Required work |
Your answer should be every line with the word "names", copied from the data below.

Collected data
..........
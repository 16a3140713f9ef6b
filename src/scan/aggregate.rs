//! Deterministic aggregation of per-file digests

use super::walker::WalkEvent;
use super::{FileRecord, ScanFailure};
use crate::types::Digest;
use serde::{Serialize, Serializer};
use std::time::Duration;
use tokio::sync::mpsc;
use tracing::warn;

/// Result of one tree scan.
#[derive(Debug, Serialize)]
pub struct ScanReport {
    /// Root digest over the sorted per-file digests.
    #[serde(serialize_with = "super::serialize_digest")]
    pub digest: Digest,
    /// Per-file records, sorted byte-wise by path.
    pub files: Vec<FileRecord>,
    /// Per-item failures collected during the walk.
    pub failures: Vec<ScanFailure>,
    /// Wall-clock duration of the walk and fold.
    #[serde(serialize_with = "serialize_duration")]
    pub duration: Duration,
}

impl ScanReport {
    /// Hex-encoded root digest.
    pub fn digest_hex(&self) -> String {
        hex::encode(self.digest)
    }

    /// True when at least one file or directory could not be processed.
    pub fn is_partial(&self) -> bool {
        !self.failures.is_empty()
    }
}

fn serialize_duration<S>(duration: &Duration, serializer: S) -> Result<S::Ok, S::Error>
where
    S: Serializer,
{
    serializer.serialize_f64(duration.as_secs_f64())
}

/// Drain the result stream until the walk closes it.
pub(crate) async fn drain(
    stream: &mut mpsc::Receiver<WalkEvent>,
) -> (Vec<FileRecord>, Vec<ScanFailure>) {
    let mut records = Vec::new();
    let mut failures = Vec::new();

    while let Some(event) = stream.recv().await {
        match event {
            WalkEvent::Record(record) => records.push(record),
            WalkEvent::Failure(failure) => {
                warn!(
                    path = %failure.path,
                    stage = ?failure.stage,
                    error = %failure.error,
                    "scan item failed"
                );
                failures.push(failure);
            }
        }
    }

    (records, failures)
}

/// Sort records byte-wise by path and fold them into the root digest.
///
/// Sorting is what restores determinism: concurrent tasks emit records in
/// whatever order they finish. Each fold step feeds the length-prefixed path
/// and the content digest, never raw file content, so a rename changes the
/// root digest even when content is unchanged.
pub(crate) fn fold(
    mut records: Vec<FileRecord>,
    failures: Vec<ScanFailure>,
    duration: Duration,
) -> ScanReport {
    records.sort_by(|a, b| a.path.as_bytes().cmp(b.path.as_bytes()));

    let mut hasher = blake3::Hasher::new();
    for record in &records {
        hasher.update(&(record.path.len() as u64).to_be_bytes());
        hasher.update(record.path.as_bytes());
        hasher.update(&record.digest);
    }

    ScanReport {
        digest: *hasher.finalize().as_bytes(),
        files: records,
        failures,
        duration,
    }
}
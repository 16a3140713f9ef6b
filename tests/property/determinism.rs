//! Property-based tests for digest determinism over generated trees

use proptest::prelude::*;
use proptest::test_runner::{Config, TestRunner};
use std::collections::BTreeMap;
use std::fs;
use std::path::Path;
use tempfile::TempDir;
use treehash::scan::{scan, ScanOptions, ScanReport};

fn scan_blocking(options: &ScanOptions) -> ScanReport {
    tokio::runtime::Runtime::new()
        .unwrap()
        .block_on(scan(options))
        .unwrap()
}

fn materialize(root: &Path, tree: &BTreeMap<String, Vec<u8>>) {
    for (rel, content) in tree {
        let path = root.join(rel);
        if let Some(parent) = path.parent() {
            fs::create_dir_all(parent).unwrap();
        }
        fs::write(path, content).unwrap();
    }
}

/// A small tree of files spread over a fixed set of directories. File names
/// start with `f` and directory names with `d`, so a generated file can never
/// collide with a directory component.
fn tree_strategy() -> impl Strategy<Value = BTreeMap<String, Vec<u8>>> {
    let location = prop_oneof![Just(""), Just("d1"), Just("d1/d2"), Just("d3")];
    let rel_path = (location, "f[a-z]{1,7}").prop_map(|(dir, name)| {
        if dir.is_empty() {
            name
        } else {
            format!("{}/{}", dir, name)
        }
    });
    proptest::collection::btree_map(rel_path, proptest::collection::vec(any::<u8>(), 0..128), 1..10)
}

fn runner() -> TestRunner {
    TestRunner::new(Config {
        cases: 16,
        ..Config::default()
    })
}

/// Any generated tree digests identically across rebuilds, across reruns, and
/// across filesystem locations.
#[test]
fn generated_trees_digest_deterministically() {
    runner()
        .run(&tree_strategy(), |tree| {
            let here = TempDir::new().unwrap();
            let there = TempDir::new().unwrap();
            materialize(here.path(), &tree);
            materialize(there.path(), &tree);

            let first = scan_blocking(&ScanOptions::new(here.path()));
            let second = scan_blocking(&ScanOptions::new(here.path()));
            let elsewhere = scan_blocking(&ScanOptions::new(there.path()));

            prop_assert_eq!(first.digest, second.digest);
            prop_assert_eq!(first.digest, elsewhere.digest);
            prop_assert_eq!(first.files.len(), tree.len());
            Ok(())
        })
        .unwrap();
}

/// Renaming any one file changes the digest even though content is unchanged.
#[test]
fn renaming_any_file_changes_the_digest() {
    runner()
        .run(&tree_strategy(), |tree| {
            let temp_dir = TempDir::new().unwrap();
            materialize(temp_dir.path(), &tree);
            let options = ScanOptions::new(temp_dir.path());

            let before = scan_blocking(&options);

            let original = tree.keys().next().unwrap();
            fs::rename(
                temp_dir.path().join(original),
                temp_dir.path().join("g_renamed"),
            )
            .unwrap();
            let after = scan_blocking(&options);

            prop_assert_ne!(before.digest, after.digest);
            Ok(())
        })
        .unwrap();
}
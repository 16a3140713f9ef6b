//! Integration tests for the treehash digest engine

mod digest_determinism;
mod support;
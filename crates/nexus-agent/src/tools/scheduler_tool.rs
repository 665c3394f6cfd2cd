use std::sync::Arc;

use async_trait::async_trait;
use nexus_scheduler::SchedulerEngine;
use serde_json::Value;

use super::{Tool, ToolResult, ToolSpec};

/// Wraps a [`SchedulerEngine`] with `schedule`/`list`/`cancel`/`update`
/// actions, matching `examples/original_source/nexus/tools/scheduler.py`'s
/// `SchedulerTool.run` dispatch.
pub struct SchedulerTool {
    engine: Arc<SchedulerEngine>,
}

impl SchedulerTool {
    pub fn new(engine: Arc<SchedulerEngine>) -> Self {
        Self { engine }
    }
}

fn str_arg(args: &Value, key: &str) -> String {
    args.get(key)
        .and_then(Value::as_str)
        .unwrap_or_default()
        .trim()
        .to_string()
}

#[async_trait]
impl Tool for SchedulerTool {
    fn name(&self) -> &str {
        "scheduler"
    }

    fn spec(&self) -> ToolSpec {
        ToolSpec {
            name: self.name().to_string(),
            description: "Schedule reminders and recurring jobs with list/cancel/update support.".to_string(),
            input_schema: serde_json::json!({
                "type": "object",
                "properties": {
                    "action": { "type": "string", "enum": ["schedule", "list", "cancel", "update"] },
                    "chat_id": { "type": "string" },
                    "job_id": { "type": "string" },
                    "text": { "type": "string" },
                    "when": { "type": "string" },
                },
                "required": ["action"],
            }),
        }
    }

    async fn run(&self, args: Value) -> ToolResult {
        let action = args.get("action").and_then(Value::as_str).unwrap_or("");
        let chat_id = str_arg(&args, "chat_id");

        match action {
            "list" => {
                if chat_id.is_empty() {
                    return ToolResult::error("chat_id is required");
                }
                match self.engine.list_jobs(Some(&chat_id)) {
                    Ok(jobs) if jobs.is_empty() => ToolResult::ok("No scheduled jobs"),
                    Ok(jobs) => {
                        let lines: Vec<String> = jobs
                            .iter()
                            .map(|j| {
                                format!(
                                    "- {} next={} when={}",
                                    j.job_id,
                                    j.next_run_at.map(|t| t.to_rfc3339()).unwrap_or_else(|| "none".to_string()),
                                    j.when_spec
                                )
                            })
                            .collect();
                        ToolResult::ok(lines.join("\n"))
                    }
                    Err(e) => ToolResult::error(format!("failed to list jobs: {e}")),
                }
            }
            "schedule" => {
                if chat_id.is_empty() {
                    return ToolResult::error("chat_id is required");
                }
                let when = str_arg(&args, "when");
                if when.is_empty() {
                    return ToolResult::error("when is required");
                }
                let text = {
                    let t = str_arg(&args, "text");
                    if t.is_empty() { "Reminder".to_string() } else { t }
                };
                match self.engine.schedule(&chat_id, &when, &text) {
                    Ok(job) => ToolResult::ok(format!("Scheduled job {} ({})", job.job_id, when)),
                    Err(e) => ToolResult::error(format!("failed to parse schedule: {e}")),
                }
            }
            "cancel" => {
                let job_id = str_arg(&args, "job_id");
                if job_id.is_empty() {
                    return ToolResult::error("job_id is required");
                }
                match self.engine.cancel(&job_id) {
                    Ok(()) => ToolResult::ok(format!("Cancelled job {job_id}")),
                    Err(e) => ToolResult::error(format!("failed to cancel job: {e}")),
                }
            }
            "update" => {
                let job_id = str_arg(&args, "job_id");
                if job_id.is_empty() {
                    return ToolResult::error("job_id is required");
                }
                let when = str_arg(&args, "when");
                if when.is_empty() {
                    return ToolResult::error("when is required");
                }
                let text = {
                    let t = str_arg(&args, "text");
                    if t.is_empty() { "Reminder".to_string() } else { t }
                };
                match self.engine.update(&job_id, &when, &text) {
                    Ok(job) => ToolResult::ok(format!("Updated job {} ({})", job.job_id, when)),
                    Err(e) => ToolResult::error(format!("failed to update job: {e}")),
                }
            }
            other => ToolResult::error(format!("Unsupported action: {other}")),
        }
    }
}
//! Skill documents: `SKILL.md` files teaching the model how to handle a
//! task, discovered recursively under a skills directory and concatenated
//! into the `## Skills` prompt section in alphabetical (path) order. Ported
//! from `examples/original_source/nexus/skills/loader.py`'s
//! `load_skill_documents`.

use std::path::{Path, PathBuf};

/// A single loaded `SKILL.md` document.
#[derive(Debug, Clone, PartialEq)]
pub struct SkillDocument {
    pub name: String,
    pub path: PathBuf,
    pub content: String,
}

/// Recursively find every `SKILL.md` under `skills_dir`, sorted by path
/// (alphabetical), skipping files that fail to read. `name` is the
/// containing directory's name, matching the original's per-skill layout
/// (`skills/<name>/SKILL.md`).
pub fn load_skill_documents(skills_dir: &Path) -> Vec<SkillDocument> {
    if !skills_dir.is_dir() {
        return Vec::new();
    }
    let mut paths = find_skill_files(skills_dir);
    paths.sort();

    paths
        .into_iter()
        .filter_map(|path| {
            let content = std::fs::read_to_string(&path).ok()?;
            let content = content.trim();
            if content.is_empty() {
                return None;
            }
            let name = path
                .parent()
                .and_then(|p| p.file_name())
                .and_then(|n| n.to_str())
                .unwrap_or("skill")
                .to_string();
            Some(SkillDocument { name, path, content: content.to_string() })
        })
        .collect()
}

fn find_skill_files(dir: &Path) -> Vec<PathBuf> {
    let mut out = Vec::new();
    let entries = match std::fs::read_dir(dir) {
        Ok(e) => e,
        Err(_) => return out,
    };
    for entry in entries.flatten() {
        let path = entry.path();
        if path.is_dir() {
            out.extend(find_skill_files(&path));
        } else if path.file_name().and_then(|n| n.to_str()) == Some("SKILL.md") {
            out.push(path);
        }
    }
    out
}

#[cfg(test)]
mod tests {
    use super::*;

    #[test]
    fn missing_dir_yields_no_skills() {
        let dir = tempfile::tempdir().unwrap();
        let skills_dir = dir.path().join("skills");
        assert!(load_skill_documents(&skills_dir).is_empty());
    }

    #[test]
    fn loads_skills_alphabetically_by_path() {
        let dir = tempfile::tempdir().unwrap();
        let skills_dir = dir.path().join("skills");
        std::fs::create_dir_all(skills_dir.join("zebra")).unwrap();
        std::fs::create_dir_all(skills_dir.join("alpha")).unwrap();
        std::fs::write(skills_dir.join("zebra/SKILL.md"), "# Zebra\ndo zebra things").unwrap();
        std::fs::write(skills_dir.join("alpha/SKILL.md"), "# Alpha\ndo alpha things").unwrap();

        let skills = load_skill_documents(&skills_dir);
        assert_eq!(skills.len(), 2);
        assert_eq!(skills[0].name, "alpha");
        assert_eq!(skills[1].name, "zebra");
    }

    #[test]
    fn skips_empty_skill_files() {
        let dir = tempfile::tempdir().unwrap();
        let skills_dir = dir.path().join("skills");
        std::fs::create_dir_all(skills_dir.join("empty")).unwrap();
        std::fs::write(skills_dir.join("empty/SKILL.md"), "   \n").unwrap();
        assert!(load_skill_documents(&skills_dir).is_empty());
    }
}
fn row_to_job(row: &rusqlite::Row) -> rusqlite::Result<Job> {
    let kind: String = row.get(4)?;
    let next_run_at: Option<String> = row.get(5)?;
    let created_at: String = row.get(6)?;
    Ok(Job {
        job_id: row.get(0)?,
        chat_id: row.get(1)?,
        when_spec: row.get(2)?,
        text: row.get(3)?,
        kind: parse_job_kind(&kind),
        next_run_at: next_run_at.map(|s| parse_rfc3339(&s)),
        created_at: parse_rfc3339(&created_at),
    })
}

/// Build a fresh [`PendingAction`] with the default 10-minute TTL.
pub fn new_pending_action(
    chat_id: &str,
    tool_name: &str,
    risk_level: RiskLevel,
    proposed_args: serde_json::Value,
) -> PendingAction {
    let now = Utc::now();
    PendingAction {
        action_id: Uuid::new_v4().to_string(),
        chat_id: chat_id.to_string(),
        tool_name: tool_name.to_string(),
        risk_level,
        proposed_args,
        status: PendingActionStatus::Pending,
        expires_at: now + chrono::Duration::minutes(10),
        created_at: now,
    }
}

#[cfg(test)]
mod tests {
    use super::*;
    use nexus_protocol::PendingActionStatus;
    use serde_json::json;

    fn msg(id: &str) -> PersistedMessage {
        PersistedMessage {
            id: id.to_string(),
            channel: "whatsapp".to_string(),
            chat_id: "self@lid".to_string(),
            sender_id: "self@lid".to_string(),
            role: MessageRole::User,
            text: "hi".to_string(),
            trace_id: "t1".to_string(),
            created_at: Utc::now(),
        }
    }

    #[test]
    fn claim_ledger_is_single_winner() {
        let store = Store::open_in_memory().unwrap();
        let first = store
            .claim_ledger("m-1", LedgerDirection::Inbound, "self@lid")
            .unwrap();
        let second = store
            .claim_ledger("m-1", LedgerDirection::Inbound, "self@lid")
            .unwrap();
        assert!(first);
        assert!(!second);
    }

    #[test]
    fn ledger_direction_distinguishes_inbound_and_outbound() {
        let store = Store::open_in_memory().unwrap();
        store
            .claim_ledger("m-3", LedgerDirection::Outbound, "self@lid")
            .unwrap();
        assert_eq!(
            store.ledger_direction("m-3").unwrap(),
            Some(LedgerDirection::Outbound)
        );
        assert_eq!(store.ledger_direction("missing").unwrap(), None);
    }

    #[test]
    fn ledger_contains_after_claim() {
        let store = Store::open_in_memory().unwrap();
        assert!(!store.ledger_contains("m-2").unwrap());
        store
            .claim_ledger("m-2", LedgerDirection::Outbound, "self@lid")
            .unwrap();
        assert!(store.ledger_contains("m-2").unwrap());
    }

    #[test]
    fn insert_message_upserts_by_id() {
        let store = Store::open_in_memory().unwrap();
        store.insert_message(&msg("x-1")).unwrap();
        let mut m2 = msg("x-1");
        m2.text = "updated".to_string();
        store.insert_message(&m2).unwrap();
        // no direct getter for messages in this crate's surface; verified via
        // the ledger/pending-action round trips below which share the conn.
    }

    #[test]
    fn pending_action_round_trip_and_latest_ordering() {
        let store = Store::open_in_memory().unwrap();
        let a = new_pending_action("chat-1", "filesystem", RiskLevel::High, json!({"a":1}));
        store.insert_pending_action(&a).unwrap();
        std::thread::sleep(std::time::Duration::from_millis(5));
        let mut b = new_pending_action("chat-1", "filesystem", RiskLevel::Low, json!({"b":2}));
        b.created_at = Utc::now();
        store.insert_pending_action(&b).unwrap();

        let latest = store.get_latest_pending_action("chat-1").unwrap().unwrap();
        assert_eq!(latest.action_id, b.action_id);

        store
            .update_pending_status(&b.action_id, PendingActionStatus::Approved)
            .unwrap();
        assert_eq!(
            store.get_pending_action(&b.action_id).unwrap().unwrap().status,
            PendingActionStatus::Approved
        );
    }

    #[test]
    fn latest_pending_action_skips_resolved_and_expired() {
        let store = Store::open_in_memory().unwrap();
        let a = new_pending_action("chat-1", "filesystem", RiskLevel::High, json!({"a":1}));
        store.insert_pending_action(&a).unwrap();
        std::thread::sleep(std::time::Duration::from_millis(5));
        let mut b = new_pending_action("chat-1", "filesystem", RiskLevel::Low, json!({"b":2}));
        b.created_at = Utc::now();
        store.insert_pending_action(&b).unwrap();

        store
            .update_pending_status(&b.action_id, PendingActionStatus::Approved)
            .unwrap();

        // b is now terminal; the latest *pending* action is a, even though
        // b has the greater created_at.
        let latest = store.get_latest_pending_action("chat-1").unwrap().unwrap();
        assert_eq!(latest.action_id, a.action_id);

        store
            .update_pending_status(&a.action_id, PendingActionStatus::Expired)
            .unwrap();
        assert!(store.get_latest_pending_action("chat-1").unwrap().is_none());
    }

    #[test]
    fn job_crud_round_trip() {
        let store = Store::open_in_memory().unwrap();
        let job = Job {
            job_id: "j-1".to_string(),
            chat_id: "chat-1".to_string(),
            when_spec: "every monday at 8:00".to_string(),
            text: "standup".to_string(),
            kind: JobKind::Cron,
            next_run_at: Some(Utc::now()),
            created_at: Utc::now(),
        };
        store.upsert_job(&job).unwrap();
        assert!(store.get_job("j-1").unwrap().is_some());
        assert_eq!(store.list_jobs(Some("chat-1")).unwrap().len(), 1);
        store.delete_job("j-1").unwrap();
        assert!(store.get_job("j-1").unwrap().is_none());
    }

    #[test]
    fn audit_is_append_only_and_queryable_by_trace() {
        let store = Store::open_in_memory().unwrap();
        store
            .insert_audit("trace-1", "loop.step", &json!({"action": "response"}))
            .unwrap();
        store
            .insert_audit("trace-1", "loop.step", &json!({"action": "call"}))
            .unwrap();
        let rows = store.list_audit_for_trace("trace-1").unwrap();
        assert_eq!(rows.len(), 2);
    }
}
..........
Output of the exercise |
/// A small tree of files spread over a fixed set of directories. File names
/// start with `f` and directory names with `d`, so a generated file can never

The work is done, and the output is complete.